- _Exercise prompt_
Which of the lines below mention the word "NamedTempFile"? Pull each one out.

Items from a dataset
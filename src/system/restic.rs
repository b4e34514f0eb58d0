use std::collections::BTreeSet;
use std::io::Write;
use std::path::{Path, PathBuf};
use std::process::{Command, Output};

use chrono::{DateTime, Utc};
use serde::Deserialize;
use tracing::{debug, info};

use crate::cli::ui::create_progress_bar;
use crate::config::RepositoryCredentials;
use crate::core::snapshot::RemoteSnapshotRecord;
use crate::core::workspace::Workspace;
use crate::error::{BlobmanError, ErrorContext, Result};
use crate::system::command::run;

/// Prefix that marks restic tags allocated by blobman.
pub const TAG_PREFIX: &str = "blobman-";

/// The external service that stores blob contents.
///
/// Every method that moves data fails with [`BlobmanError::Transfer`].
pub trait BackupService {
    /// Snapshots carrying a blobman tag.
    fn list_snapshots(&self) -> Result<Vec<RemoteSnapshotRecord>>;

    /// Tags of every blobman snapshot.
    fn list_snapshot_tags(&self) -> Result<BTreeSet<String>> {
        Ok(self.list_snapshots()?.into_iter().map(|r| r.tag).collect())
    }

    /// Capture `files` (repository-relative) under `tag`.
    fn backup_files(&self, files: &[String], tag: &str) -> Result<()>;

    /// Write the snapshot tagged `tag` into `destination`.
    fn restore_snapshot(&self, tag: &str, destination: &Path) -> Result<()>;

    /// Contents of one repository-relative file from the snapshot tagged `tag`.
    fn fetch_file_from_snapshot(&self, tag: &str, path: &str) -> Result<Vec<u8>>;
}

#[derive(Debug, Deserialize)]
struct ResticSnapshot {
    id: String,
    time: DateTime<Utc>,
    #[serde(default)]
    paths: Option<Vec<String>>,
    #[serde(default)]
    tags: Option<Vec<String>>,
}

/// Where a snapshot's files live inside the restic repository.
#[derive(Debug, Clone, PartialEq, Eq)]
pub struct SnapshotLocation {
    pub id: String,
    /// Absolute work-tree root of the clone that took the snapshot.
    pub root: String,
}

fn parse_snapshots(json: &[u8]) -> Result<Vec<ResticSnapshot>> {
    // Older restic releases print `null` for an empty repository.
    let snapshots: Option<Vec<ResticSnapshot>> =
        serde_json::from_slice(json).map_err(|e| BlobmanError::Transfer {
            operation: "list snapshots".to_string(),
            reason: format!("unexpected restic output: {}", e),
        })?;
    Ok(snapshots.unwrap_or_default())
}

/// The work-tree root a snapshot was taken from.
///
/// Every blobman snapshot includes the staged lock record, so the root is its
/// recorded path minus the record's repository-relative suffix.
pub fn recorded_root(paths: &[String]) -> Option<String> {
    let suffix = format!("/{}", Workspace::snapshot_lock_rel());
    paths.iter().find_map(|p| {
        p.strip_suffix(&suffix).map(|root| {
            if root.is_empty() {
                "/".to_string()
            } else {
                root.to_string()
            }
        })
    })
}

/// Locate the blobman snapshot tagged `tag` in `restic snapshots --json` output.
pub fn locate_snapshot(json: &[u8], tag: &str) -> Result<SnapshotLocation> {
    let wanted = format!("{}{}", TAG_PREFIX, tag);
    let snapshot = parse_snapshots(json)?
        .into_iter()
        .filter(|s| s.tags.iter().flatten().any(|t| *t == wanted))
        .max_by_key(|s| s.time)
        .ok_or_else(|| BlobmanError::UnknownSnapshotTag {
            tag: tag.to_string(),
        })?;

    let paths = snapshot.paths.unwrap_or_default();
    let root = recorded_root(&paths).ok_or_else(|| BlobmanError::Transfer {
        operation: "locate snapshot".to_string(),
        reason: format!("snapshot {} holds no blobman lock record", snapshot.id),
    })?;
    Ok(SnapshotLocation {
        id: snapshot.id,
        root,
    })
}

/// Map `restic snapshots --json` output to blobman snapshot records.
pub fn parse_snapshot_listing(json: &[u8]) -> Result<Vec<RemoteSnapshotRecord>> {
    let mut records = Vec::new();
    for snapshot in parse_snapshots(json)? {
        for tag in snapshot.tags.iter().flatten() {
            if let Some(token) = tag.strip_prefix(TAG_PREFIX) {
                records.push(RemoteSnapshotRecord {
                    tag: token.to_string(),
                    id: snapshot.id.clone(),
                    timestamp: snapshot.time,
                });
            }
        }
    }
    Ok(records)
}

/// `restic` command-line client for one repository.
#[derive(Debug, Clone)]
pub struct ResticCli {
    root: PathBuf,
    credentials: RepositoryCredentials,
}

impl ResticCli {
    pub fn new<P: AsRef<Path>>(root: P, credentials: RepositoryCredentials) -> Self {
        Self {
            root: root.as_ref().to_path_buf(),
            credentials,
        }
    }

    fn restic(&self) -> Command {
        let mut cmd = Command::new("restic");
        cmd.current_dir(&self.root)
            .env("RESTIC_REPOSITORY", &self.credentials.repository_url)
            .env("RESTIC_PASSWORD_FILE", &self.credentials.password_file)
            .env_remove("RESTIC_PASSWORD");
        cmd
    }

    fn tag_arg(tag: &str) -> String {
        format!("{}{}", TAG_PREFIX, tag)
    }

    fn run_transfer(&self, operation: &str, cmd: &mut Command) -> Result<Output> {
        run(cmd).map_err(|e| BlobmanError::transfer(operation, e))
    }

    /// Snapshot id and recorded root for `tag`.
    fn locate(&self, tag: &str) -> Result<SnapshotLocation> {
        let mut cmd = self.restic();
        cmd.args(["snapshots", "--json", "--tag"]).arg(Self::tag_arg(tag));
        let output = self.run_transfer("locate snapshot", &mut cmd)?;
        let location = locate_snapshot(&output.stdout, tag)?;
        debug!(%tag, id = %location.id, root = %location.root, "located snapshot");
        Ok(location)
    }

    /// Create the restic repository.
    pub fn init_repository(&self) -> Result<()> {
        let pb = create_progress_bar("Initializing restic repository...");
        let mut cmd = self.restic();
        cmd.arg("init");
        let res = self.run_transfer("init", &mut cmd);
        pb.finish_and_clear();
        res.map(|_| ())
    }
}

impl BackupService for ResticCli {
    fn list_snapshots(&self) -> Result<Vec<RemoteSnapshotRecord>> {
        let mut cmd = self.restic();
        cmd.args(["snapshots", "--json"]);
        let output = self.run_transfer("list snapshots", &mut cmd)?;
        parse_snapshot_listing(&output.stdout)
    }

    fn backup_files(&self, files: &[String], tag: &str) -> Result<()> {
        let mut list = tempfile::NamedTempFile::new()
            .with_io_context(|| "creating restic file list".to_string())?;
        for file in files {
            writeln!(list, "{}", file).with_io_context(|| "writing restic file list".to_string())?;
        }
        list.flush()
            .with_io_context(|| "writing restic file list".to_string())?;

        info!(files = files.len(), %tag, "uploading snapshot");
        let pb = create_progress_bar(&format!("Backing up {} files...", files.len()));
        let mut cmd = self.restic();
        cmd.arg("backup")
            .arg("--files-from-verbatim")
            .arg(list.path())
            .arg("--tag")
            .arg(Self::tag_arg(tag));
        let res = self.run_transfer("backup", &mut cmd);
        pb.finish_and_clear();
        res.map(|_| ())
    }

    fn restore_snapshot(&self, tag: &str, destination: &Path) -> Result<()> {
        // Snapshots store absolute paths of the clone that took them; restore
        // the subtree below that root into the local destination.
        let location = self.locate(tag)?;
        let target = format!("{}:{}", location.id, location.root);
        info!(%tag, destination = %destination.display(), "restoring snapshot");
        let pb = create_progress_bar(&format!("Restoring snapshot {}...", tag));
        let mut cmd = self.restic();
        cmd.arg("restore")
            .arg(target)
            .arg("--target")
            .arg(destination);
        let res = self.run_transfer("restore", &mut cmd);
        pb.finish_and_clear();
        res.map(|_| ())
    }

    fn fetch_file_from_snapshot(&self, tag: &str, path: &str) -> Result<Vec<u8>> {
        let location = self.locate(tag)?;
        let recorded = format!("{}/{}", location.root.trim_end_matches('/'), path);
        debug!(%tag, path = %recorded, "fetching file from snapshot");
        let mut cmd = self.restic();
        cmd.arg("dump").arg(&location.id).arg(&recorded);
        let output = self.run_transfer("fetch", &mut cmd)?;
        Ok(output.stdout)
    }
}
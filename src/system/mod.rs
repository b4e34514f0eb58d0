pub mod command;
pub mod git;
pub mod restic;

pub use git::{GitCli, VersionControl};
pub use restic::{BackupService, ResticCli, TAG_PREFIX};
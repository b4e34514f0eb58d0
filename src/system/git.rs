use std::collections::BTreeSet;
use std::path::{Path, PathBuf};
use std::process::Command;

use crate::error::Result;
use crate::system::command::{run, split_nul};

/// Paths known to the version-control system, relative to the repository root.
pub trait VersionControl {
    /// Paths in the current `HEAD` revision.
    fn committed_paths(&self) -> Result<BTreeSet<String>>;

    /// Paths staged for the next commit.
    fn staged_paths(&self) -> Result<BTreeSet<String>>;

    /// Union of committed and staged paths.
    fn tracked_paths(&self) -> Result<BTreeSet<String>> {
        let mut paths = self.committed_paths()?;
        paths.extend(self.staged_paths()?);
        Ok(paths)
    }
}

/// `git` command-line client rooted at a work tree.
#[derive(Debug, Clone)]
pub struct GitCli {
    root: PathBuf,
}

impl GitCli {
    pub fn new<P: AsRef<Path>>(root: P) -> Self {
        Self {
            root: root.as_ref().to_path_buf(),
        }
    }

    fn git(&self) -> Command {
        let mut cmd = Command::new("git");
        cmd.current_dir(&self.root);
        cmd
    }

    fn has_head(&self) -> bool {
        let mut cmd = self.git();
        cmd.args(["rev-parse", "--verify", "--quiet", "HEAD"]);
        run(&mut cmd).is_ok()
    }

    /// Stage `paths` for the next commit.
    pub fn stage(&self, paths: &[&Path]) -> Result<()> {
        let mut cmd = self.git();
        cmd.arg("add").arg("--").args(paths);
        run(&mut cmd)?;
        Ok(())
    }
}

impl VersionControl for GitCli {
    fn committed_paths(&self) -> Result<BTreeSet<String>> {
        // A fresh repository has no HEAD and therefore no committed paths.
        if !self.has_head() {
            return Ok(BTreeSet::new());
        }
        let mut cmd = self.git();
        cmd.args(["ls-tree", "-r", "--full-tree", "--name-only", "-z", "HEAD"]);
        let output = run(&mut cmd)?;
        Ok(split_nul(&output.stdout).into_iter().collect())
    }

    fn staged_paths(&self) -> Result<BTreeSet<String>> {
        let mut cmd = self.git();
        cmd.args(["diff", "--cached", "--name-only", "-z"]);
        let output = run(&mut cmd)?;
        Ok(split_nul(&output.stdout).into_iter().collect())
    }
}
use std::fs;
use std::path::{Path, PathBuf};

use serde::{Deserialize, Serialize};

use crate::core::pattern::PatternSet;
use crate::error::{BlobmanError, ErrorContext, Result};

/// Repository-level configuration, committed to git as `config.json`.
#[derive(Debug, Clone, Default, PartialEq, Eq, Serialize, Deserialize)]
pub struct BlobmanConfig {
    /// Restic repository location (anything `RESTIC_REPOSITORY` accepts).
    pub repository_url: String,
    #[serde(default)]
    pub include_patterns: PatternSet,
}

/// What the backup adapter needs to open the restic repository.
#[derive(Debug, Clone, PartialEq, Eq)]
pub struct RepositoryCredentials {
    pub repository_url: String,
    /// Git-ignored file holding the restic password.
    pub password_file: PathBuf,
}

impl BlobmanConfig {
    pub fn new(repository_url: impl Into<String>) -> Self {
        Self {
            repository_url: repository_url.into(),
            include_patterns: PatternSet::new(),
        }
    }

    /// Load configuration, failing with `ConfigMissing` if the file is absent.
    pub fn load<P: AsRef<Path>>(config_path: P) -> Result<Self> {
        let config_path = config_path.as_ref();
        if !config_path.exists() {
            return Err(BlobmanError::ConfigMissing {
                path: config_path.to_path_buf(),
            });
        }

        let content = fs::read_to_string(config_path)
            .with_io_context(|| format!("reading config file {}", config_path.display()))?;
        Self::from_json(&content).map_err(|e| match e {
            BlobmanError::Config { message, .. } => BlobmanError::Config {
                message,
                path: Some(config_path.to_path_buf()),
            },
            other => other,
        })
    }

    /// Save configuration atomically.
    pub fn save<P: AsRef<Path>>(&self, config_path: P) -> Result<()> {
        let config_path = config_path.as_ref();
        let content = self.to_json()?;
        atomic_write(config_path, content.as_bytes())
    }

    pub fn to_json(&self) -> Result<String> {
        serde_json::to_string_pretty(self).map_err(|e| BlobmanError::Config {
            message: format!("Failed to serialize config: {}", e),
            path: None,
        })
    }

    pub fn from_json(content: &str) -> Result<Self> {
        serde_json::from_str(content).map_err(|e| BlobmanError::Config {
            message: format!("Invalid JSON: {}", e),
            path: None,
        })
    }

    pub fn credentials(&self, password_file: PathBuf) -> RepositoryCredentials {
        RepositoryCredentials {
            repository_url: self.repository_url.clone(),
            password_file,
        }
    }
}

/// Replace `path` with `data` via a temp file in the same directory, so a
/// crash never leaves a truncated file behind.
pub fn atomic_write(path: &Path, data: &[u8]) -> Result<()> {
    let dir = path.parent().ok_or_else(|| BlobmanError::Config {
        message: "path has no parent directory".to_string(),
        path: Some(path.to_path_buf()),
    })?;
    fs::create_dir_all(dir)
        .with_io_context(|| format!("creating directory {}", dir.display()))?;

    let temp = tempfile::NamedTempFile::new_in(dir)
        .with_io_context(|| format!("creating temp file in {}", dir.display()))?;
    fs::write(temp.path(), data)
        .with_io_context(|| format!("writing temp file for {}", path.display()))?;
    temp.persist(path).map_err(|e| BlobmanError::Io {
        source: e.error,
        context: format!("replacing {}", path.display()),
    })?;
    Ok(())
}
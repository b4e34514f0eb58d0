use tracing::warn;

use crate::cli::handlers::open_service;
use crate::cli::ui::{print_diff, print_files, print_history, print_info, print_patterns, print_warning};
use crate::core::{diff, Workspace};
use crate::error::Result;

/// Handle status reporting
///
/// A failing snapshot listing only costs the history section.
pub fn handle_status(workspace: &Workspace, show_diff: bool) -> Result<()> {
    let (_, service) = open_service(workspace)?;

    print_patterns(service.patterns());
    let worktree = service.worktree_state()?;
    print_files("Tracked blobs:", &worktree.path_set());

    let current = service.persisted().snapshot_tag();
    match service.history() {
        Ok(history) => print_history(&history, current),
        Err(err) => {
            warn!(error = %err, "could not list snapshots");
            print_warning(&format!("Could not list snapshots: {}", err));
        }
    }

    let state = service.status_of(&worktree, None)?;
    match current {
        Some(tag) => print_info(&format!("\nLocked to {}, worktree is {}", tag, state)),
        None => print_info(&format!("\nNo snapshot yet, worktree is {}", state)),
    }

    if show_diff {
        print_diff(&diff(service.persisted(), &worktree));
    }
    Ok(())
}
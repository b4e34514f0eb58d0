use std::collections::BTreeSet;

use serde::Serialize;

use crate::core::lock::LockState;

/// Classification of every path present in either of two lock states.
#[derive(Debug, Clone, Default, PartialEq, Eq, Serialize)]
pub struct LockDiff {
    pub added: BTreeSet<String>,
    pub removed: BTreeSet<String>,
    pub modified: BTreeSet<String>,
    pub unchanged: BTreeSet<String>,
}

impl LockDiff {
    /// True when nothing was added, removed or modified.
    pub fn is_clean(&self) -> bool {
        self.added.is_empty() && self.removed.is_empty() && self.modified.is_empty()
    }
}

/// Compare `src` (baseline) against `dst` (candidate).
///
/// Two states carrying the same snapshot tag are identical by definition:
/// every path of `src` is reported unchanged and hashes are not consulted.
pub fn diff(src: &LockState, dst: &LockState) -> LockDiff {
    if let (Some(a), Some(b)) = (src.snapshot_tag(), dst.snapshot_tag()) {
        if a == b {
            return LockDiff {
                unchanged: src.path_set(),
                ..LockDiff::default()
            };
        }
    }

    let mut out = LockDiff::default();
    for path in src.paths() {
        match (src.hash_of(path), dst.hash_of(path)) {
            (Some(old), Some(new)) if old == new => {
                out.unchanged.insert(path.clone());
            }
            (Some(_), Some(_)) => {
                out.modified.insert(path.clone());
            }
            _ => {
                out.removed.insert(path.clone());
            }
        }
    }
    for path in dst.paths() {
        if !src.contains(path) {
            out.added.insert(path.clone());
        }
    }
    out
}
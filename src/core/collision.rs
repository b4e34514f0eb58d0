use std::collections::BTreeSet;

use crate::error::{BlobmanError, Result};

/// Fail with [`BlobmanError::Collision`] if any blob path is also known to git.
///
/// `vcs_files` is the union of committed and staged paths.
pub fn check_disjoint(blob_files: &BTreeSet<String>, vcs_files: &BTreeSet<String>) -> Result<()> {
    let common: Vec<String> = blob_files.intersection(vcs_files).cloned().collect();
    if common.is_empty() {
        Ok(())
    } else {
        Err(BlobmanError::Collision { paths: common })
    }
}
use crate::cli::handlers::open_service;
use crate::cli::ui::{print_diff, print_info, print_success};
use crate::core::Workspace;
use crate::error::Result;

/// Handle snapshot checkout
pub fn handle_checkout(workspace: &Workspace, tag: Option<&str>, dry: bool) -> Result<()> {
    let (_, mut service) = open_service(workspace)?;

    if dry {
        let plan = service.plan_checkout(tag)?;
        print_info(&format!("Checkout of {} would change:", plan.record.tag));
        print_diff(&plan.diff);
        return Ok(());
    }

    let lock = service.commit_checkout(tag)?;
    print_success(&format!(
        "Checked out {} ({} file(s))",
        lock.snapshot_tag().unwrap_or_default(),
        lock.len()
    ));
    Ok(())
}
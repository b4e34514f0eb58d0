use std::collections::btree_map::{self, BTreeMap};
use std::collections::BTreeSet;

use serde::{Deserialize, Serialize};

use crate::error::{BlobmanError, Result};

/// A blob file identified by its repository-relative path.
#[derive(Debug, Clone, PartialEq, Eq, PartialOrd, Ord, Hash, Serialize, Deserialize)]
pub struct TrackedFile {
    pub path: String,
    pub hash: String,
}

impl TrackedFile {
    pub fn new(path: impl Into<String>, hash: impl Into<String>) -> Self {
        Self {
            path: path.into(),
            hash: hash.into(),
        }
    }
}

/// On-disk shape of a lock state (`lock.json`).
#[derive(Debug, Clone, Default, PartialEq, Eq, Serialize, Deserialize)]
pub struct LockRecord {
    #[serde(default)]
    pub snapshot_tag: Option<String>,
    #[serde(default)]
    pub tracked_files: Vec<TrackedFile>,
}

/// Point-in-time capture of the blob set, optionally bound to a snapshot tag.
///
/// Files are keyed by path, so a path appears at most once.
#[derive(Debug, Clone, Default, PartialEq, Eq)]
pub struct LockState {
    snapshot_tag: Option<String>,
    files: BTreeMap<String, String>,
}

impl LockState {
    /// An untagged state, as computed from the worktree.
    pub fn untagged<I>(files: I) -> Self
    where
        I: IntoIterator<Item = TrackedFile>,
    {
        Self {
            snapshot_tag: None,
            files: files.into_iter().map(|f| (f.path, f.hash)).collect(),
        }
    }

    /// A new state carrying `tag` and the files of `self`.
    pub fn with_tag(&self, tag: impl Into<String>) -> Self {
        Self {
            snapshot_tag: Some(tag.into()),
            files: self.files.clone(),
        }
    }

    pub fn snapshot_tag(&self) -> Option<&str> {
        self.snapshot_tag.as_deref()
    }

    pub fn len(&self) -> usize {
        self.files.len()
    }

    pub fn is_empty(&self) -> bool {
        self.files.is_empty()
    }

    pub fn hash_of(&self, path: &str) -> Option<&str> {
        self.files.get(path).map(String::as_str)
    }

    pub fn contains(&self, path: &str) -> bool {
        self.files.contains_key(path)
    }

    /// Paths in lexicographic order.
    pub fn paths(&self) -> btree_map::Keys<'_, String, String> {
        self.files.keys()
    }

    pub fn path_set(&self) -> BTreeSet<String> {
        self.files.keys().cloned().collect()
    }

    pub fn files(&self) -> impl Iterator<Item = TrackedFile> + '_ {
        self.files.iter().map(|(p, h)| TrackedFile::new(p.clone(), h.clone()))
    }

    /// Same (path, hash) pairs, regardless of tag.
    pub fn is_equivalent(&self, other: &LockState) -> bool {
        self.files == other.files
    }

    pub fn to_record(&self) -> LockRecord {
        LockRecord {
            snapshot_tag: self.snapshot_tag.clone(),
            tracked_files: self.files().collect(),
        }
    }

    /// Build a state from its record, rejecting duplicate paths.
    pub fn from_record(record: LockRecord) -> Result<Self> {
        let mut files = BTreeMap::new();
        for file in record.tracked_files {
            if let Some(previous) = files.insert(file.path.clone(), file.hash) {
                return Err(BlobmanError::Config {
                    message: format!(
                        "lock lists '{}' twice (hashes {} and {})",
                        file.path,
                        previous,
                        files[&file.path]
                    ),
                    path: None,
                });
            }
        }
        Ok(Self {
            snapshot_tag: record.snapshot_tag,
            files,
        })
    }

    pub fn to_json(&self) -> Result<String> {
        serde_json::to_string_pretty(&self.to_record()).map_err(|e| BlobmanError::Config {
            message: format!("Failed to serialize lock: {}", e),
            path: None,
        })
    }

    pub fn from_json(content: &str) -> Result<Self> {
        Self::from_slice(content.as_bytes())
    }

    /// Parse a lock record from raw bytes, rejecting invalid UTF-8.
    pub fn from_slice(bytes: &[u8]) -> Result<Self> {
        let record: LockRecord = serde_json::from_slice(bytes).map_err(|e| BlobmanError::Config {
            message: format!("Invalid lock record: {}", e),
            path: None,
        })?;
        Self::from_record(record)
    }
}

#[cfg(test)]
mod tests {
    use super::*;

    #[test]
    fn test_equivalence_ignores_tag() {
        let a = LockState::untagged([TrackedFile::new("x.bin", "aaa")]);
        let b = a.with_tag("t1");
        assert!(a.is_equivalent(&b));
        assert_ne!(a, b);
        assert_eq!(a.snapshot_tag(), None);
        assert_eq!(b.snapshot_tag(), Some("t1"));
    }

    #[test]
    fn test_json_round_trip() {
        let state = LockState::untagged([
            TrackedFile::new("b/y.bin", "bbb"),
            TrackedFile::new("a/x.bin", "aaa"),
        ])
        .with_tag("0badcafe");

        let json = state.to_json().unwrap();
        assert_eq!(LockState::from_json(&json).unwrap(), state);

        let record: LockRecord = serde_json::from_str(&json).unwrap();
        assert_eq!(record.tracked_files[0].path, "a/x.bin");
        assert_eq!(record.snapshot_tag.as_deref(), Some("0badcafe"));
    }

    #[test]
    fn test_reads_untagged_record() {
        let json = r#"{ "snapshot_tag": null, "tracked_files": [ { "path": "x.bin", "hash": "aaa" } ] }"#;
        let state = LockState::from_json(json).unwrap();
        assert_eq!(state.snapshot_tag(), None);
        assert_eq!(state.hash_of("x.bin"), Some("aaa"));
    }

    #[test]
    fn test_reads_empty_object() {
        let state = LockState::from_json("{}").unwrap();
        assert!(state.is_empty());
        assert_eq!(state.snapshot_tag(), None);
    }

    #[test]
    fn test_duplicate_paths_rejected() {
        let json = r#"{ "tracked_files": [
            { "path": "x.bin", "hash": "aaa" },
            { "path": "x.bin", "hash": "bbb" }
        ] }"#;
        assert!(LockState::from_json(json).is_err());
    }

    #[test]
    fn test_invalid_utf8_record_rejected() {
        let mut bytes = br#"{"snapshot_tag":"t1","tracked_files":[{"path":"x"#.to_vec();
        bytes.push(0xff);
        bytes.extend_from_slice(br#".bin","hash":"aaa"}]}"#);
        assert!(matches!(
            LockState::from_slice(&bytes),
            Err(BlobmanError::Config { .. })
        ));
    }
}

- _Reply to the task_
        let mut list = tempfile::NamedTempFile::new()
    let temp = tempfile::NamedTempFile::new_in(dir)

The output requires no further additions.